[Saved data entries]
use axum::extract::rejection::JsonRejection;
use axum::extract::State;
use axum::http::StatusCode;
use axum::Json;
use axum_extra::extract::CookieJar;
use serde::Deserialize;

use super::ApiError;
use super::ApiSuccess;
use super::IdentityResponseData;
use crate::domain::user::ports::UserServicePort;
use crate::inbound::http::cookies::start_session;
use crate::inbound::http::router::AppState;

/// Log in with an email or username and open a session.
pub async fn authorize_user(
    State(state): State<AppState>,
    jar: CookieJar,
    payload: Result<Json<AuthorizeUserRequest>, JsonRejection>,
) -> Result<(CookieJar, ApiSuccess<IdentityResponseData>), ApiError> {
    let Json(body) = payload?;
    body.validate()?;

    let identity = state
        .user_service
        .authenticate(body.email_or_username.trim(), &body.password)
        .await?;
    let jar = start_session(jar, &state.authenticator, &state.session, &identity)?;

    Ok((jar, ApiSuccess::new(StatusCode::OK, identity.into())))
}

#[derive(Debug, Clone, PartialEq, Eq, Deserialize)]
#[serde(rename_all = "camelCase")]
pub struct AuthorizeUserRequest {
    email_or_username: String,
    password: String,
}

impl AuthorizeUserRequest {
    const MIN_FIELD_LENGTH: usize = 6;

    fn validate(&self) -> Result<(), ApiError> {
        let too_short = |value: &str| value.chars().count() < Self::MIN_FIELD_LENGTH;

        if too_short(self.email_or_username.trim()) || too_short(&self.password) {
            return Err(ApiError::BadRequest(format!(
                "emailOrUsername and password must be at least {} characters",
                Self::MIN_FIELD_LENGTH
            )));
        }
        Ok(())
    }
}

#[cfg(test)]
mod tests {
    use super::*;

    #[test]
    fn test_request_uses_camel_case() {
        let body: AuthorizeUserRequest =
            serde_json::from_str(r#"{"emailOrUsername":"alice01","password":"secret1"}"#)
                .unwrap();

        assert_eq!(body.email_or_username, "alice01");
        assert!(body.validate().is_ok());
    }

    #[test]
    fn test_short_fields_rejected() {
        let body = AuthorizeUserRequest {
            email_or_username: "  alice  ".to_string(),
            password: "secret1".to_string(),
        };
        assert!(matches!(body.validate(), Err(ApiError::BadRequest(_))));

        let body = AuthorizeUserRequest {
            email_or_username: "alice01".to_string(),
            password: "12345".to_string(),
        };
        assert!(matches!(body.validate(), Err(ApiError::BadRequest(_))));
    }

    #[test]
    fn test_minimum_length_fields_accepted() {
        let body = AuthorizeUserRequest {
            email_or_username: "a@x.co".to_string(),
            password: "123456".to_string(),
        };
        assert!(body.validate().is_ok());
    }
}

TASK TO CARRY OUT | Given the entries above, say how many lines include the word "Deserialize", and write nothing besides the number.

RESULT | 2